Humans have the same basic biochemistry as all other mammals, so experiments performed on animals provide information about humans. “If we want to look at the molecular interactions in, for example, a rat and extend the results to humans, then we [do] a network alignment, where we try to align the nodes and edges between two the species to transfer knowledge from one to the other.” In other words, if researchers know that particular protein in a rat performs some particular function inside a rat cell, then they can apply network alignment to identify a human protein with similar connectivity patterns and infer that the human protein performs a similar function.
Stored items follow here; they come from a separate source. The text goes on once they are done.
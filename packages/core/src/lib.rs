//! TaskDeck Core Record Store
//!
//! This crate provides the record-management layer for TaskDeck: a typed
//! task record model over a schema-less key-value table.
//!
//! # Architecture
//!
//! - **Attribute Codec**: Total coercion of untyped inbound fields into the
//!   five canonical attribute kinds (string, number, boolean, string list,
//!   string-keyed map). Never fails - permissiveness is contractual.
//! - **Task Record Store**: [`TaskService`] owns create / read-all /
//!   partial-update / delete and composes sparse per-field update
//!   operations from exactly the fields supplied.
//! - **Table Abstraction**: [`TaskTable`] is the storage boundary. Only the
//!   `id` key is declared up front; everything else rides in a JSON record.
//!   Two backends: `SqliteTable` (libsql) and `MemoryTable` (tests).
//!
//! # Modules
//!
//! - [`models`] - Task record, inbound field set, attribute codec
//! - [`services`] - TaskService business layer
//! - [`db`] - Table abstraction and backends

pub mod db;
pub mod models;
pub mod services;

// Re-export commonly used types
pub use db::{AssignmentSet, MemoryTable, SqliteTable, TableError, TaskTable};
pub use models::{Attribute, Task, TaskFields};
pub use services::{TaskService, TaskServiceError};
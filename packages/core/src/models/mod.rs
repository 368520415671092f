//! Data Models
//!
//! This module contains the core data structures for the task record store:
//!
//! - `Task` - the single persisted record type
//! - `TaskFields` - untyped inbound field set for create/update requests
//! - `Attribute` - the five canonical attribute kinds the codec produces
//! - `codec` - coercion rules from untyped input to canonical attributes

pub mod codec;
mod task;

pub use task::{field, Attribute, Task, TaskFields, DEFAULT_PRIORITY};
Developing SANA: A Simulated Annealing Network Aligner
The biggest problem with protein interaction data is that more than 90% of all experiments are done on human proteins, so there simply isn’t enough data about interactions between proteins in non-human cells. “When you’re trying to align to networks and 90% or more of the edges are missing in the non-human network, you just get garbage most of the time,” says Hayes. “It’s like trying to grab onto a ladder when most of the steps are missing.”

This challenge is what inspired Hayes to create the Simulated Annealing Network Aligner. SANA is a stochastic search algorithm that intentionally injects randomness into the alignments, though always converging to good ones. So, it maximizes the number of edges that can be counted between the two networks, but each run of the algorithm may align different edges to each other. “If there’s 20,000 nodes and half a million edges in the human network and 10,000 nodes and 30,000 edges in most networks … perhaps there are local regions that can be aligned more accurately,” says Hayes. “And the only way you can tell which parts of the alignment are accurate and which parts are garbage [is] to perform the same stochastic alignment multiple times, which is what SANA does.” So when SANA creates 100 equally good but different alignments, the reliable parts of the alignment (which appear multiple times) can be separated from random output that isn’t repeatable.

“When I ran SANA 100 times, for every pair of proteins and all of the alignments, we get what’s called [a] Network Alignment Frequency, or NAF,” says Hayes. “So if a particular pair of proteins gets aligned together 20 times out of 100 alignments, that’s hugely statistically significant.”

To further test SANA, Hayes, Wang and Atkinson used decade-old data to see if they could make accurate predictions. Using data from 2010, they identified cases of two proteins with a high NAF, where they had a lot of information about a rat protein but none about the human protein. They used the known function(s) of the rat protein to predict the function of the human one, and then compared their predictions with information from 2020, 10 years after the predictions were made.

“The results were fantastic,” says Hayes. “Basically in the 10 years between 2010, which is the data we used to make the predictions, and then the greater amount of knowledge of each protein’s function 10 years later, the correctness of the predictions were comparable with any other protein function prediction method that’s out there.”

Advancing Drug Targeting
Hayes hopes that this network alignment technique will help researchers gain a better understanding of human biological processes and ultimately disease progression. “At a very high level — no clinical applications for a good decade or more, possibly — but drug design is becoming a big thing in pharmaceuticals,” says Hayes. He made an analogy with Lego blocks or Tetris, explaining that “if two proteins can click together, because they have a physically compatible three-dimensional shape, that’s how they interact.” Better understanding these interactions will help researchers identify potential drug targets to repair the 3D shape when there’s a mutation that is somehow keeping the protein from properly functioning, which is what leads to disease.

“Drug targeting or drug design is basically the engineering task of trying to design molecules that can fit into a broken protein to repair its function [or], alternately, designing drugs to block viruses from interacting the way they want to with us,” explains Hayes. “That’s only tangential to the research I’m doing [but] any pharmaceutical that manages to do it is going to make history.” SANA could be one useful tool in this effort to advance drug targeting.